» **RECORDED DATA**
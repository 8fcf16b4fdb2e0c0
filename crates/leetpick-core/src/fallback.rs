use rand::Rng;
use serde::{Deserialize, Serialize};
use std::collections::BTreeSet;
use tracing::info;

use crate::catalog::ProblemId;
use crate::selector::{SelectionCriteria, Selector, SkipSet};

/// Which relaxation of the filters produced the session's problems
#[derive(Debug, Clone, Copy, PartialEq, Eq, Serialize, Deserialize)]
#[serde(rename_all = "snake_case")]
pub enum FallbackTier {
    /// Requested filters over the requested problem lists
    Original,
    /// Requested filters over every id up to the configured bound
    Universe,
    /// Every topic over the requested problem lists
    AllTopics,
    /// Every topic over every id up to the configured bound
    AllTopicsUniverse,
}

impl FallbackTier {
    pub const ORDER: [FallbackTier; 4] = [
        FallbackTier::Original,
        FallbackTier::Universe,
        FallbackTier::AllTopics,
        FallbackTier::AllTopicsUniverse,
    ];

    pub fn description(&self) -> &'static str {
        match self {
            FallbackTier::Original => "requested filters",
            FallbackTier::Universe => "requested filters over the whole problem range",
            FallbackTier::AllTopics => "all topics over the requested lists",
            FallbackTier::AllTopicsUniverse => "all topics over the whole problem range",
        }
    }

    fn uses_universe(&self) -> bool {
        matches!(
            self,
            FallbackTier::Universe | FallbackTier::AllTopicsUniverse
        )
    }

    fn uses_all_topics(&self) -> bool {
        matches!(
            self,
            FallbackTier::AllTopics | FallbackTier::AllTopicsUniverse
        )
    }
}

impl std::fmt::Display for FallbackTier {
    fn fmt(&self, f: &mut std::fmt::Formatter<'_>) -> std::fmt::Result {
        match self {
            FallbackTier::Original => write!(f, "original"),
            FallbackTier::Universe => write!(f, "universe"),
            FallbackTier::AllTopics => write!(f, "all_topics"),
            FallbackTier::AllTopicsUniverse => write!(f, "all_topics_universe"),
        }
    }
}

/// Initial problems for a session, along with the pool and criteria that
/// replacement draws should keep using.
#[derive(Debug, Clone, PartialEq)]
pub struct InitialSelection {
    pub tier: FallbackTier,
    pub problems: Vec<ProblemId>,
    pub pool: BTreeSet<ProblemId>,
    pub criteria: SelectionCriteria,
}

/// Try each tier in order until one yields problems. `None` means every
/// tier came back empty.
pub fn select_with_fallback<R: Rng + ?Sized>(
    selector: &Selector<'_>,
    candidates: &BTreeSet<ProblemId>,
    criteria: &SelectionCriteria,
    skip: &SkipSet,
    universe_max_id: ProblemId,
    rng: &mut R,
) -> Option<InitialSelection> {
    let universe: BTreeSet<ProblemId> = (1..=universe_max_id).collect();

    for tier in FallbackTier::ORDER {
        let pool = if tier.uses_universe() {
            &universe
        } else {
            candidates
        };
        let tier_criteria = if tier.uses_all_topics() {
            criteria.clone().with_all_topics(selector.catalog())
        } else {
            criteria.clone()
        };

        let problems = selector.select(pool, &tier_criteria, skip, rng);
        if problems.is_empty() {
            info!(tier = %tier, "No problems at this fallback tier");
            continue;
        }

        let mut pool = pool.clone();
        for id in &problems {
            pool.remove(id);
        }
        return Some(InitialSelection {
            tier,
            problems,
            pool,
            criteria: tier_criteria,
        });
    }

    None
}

» **ACTIVITY**
Work out the number of lines in the entries above that hold the word "InitialSelection", giving the number without comment.

» **TASK OUTPUT**
3